- **Problem**
Print each line from the start of the records below up through the line where "pull their upstream" is found, exactly as given.

- **Supplied material**
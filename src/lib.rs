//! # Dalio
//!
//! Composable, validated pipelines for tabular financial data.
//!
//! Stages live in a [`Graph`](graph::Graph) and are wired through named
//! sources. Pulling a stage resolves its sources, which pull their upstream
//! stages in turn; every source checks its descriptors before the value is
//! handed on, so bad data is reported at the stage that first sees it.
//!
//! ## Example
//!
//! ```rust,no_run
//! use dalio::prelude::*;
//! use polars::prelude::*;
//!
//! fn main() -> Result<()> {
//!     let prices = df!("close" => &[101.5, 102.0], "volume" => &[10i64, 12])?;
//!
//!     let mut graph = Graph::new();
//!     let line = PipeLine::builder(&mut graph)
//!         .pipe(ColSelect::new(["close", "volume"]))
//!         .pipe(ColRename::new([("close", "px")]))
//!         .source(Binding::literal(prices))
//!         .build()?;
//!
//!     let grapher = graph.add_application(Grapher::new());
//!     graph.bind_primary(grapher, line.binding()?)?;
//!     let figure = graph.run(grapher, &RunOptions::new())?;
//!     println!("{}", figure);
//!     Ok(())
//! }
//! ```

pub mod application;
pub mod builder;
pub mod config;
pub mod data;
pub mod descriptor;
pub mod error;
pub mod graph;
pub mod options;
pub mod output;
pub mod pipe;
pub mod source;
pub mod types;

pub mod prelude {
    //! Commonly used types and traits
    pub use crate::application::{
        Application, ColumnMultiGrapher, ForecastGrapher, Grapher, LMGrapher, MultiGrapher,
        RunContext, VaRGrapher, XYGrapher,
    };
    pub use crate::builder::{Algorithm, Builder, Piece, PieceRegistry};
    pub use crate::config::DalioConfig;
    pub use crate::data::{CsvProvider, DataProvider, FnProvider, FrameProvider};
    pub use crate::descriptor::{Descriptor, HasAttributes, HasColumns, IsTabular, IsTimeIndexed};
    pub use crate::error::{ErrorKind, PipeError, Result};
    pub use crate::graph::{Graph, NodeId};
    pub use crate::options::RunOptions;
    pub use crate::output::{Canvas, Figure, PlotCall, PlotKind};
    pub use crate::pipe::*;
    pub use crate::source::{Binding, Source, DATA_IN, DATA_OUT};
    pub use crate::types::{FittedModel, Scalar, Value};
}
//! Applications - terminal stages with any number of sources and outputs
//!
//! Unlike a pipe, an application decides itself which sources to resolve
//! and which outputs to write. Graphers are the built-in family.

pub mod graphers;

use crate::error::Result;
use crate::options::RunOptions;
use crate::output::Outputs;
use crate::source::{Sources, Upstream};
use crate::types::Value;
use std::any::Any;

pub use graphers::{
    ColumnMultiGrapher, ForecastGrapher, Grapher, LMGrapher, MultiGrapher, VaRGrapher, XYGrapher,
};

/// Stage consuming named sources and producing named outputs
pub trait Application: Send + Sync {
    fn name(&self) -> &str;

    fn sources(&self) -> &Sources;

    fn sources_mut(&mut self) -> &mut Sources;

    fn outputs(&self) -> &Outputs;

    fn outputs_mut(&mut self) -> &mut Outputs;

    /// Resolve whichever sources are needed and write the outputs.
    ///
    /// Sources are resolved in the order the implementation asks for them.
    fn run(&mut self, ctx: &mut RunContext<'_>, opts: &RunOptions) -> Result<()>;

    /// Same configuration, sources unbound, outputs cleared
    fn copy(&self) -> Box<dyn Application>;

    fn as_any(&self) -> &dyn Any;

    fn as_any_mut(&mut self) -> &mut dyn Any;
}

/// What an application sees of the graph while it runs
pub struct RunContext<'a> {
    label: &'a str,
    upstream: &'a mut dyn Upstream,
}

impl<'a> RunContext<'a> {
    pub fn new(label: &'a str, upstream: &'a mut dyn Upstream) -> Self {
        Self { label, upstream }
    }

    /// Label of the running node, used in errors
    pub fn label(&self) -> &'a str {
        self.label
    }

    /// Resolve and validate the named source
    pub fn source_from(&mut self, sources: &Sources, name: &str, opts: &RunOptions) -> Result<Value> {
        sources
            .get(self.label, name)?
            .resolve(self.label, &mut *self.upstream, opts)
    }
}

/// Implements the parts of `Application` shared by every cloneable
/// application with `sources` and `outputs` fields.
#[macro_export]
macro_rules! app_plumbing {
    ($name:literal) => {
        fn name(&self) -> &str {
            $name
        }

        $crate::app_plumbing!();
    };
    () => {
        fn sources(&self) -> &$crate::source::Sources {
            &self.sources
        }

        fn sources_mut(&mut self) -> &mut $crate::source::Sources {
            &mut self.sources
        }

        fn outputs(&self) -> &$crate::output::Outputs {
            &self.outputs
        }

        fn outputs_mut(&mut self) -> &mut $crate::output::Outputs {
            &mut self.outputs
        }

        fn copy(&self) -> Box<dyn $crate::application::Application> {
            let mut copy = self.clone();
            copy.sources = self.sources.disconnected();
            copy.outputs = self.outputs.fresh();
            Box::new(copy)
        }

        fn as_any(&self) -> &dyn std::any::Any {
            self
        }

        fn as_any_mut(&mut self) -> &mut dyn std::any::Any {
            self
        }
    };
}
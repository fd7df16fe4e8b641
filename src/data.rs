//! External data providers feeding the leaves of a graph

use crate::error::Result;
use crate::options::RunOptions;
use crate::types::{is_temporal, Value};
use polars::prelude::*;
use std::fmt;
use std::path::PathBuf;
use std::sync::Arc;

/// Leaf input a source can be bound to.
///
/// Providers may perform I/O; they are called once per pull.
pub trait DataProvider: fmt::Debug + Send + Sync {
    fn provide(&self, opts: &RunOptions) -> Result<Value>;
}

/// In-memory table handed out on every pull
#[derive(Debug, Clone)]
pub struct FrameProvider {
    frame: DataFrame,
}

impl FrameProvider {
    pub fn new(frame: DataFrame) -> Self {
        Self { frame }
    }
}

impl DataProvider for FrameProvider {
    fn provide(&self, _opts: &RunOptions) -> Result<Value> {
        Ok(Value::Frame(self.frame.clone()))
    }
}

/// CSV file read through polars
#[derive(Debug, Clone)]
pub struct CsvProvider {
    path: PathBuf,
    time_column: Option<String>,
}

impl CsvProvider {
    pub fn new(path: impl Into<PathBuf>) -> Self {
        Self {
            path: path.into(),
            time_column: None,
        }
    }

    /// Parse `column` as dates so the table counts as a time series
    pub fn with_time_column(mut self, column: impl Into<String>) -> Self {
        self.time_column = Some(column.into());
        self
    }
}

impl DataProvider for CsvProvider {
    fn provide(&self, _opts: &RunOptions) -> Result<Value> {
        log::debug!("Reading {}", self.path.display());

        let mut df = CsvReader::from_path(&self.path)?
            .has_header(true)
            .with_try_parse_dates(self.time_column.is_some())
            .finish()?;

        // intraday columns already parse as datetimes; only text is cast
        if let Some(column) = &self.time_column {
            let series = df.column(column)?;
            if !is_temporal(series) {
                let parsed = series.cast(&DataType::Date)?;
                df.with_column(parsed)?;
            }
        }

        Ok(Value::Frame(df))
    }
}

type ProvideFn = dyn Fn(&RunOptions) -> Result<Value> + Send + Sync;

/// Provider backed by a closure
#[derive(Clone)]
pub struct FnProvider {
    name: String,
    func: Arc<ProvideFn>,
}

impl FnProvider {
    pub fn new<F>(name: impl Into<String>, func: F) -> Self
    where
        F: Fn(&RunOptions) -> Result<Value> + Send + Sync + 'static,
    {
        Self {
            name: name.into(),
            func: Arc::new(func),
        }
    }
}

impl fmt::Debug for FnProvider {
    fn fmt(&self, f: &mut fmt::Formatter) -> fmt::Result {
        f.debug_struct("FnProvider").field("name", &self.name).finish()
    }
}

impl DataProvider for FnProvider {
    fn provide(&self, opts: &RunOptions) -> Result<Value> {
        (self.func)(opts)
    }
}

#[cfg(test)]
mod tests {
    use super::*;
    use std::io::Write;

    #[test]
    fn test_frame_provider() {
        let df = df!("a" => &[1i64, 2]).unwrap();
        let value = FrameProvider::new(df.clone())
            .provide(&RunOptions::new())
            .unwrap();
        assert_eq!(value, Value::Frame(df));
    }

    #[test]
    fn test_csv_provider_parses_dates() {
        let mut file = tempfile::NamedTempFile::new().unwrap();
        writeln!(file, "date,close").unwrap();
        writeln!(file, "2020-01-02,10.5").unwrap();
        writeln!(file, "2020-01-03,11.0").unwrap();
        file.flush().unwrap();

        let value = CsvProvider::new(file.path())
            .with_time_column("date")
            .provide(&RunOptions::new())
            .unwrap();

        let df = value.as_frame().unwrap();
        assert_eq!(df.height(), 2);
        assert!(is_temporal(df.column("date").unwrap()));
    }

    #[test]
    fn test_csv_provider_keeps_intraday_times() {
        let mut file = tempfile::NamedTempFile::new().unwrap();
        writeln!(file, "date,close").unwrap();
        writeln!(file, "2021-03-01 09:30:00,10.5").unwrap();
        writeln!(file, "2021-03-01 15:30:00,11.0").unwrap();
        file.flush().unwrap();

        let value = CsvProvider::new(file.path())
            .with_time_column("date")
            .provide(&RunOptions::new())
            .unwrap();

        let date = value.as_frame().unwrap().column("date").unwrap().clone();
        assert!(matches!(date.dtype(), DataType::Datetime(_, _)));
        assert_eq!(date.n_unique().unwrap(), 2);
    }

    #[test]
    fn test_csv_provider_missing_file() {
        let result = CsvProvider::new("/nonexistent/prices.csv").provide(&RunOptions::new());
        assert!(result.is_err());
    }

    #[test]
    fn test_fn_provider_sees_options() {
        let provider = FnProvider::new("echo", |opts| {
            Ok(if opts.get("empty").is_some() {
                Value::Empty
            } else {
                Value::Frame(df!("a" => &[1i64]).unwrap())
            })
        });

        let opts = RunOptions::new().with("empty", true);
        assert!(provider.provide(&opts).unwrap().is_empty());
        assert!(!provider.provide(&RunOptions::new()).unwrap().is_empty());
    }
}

- **Response**
filename src/lib.rs
//! # Dalio
//!
//! Composable, validated pipelines for tabular financial data.
//!
//! Stages live in a [`Graph`](graph::Graph) and are wired through named
//! sources. Pulling a stage resolves its sources, which pull their upstream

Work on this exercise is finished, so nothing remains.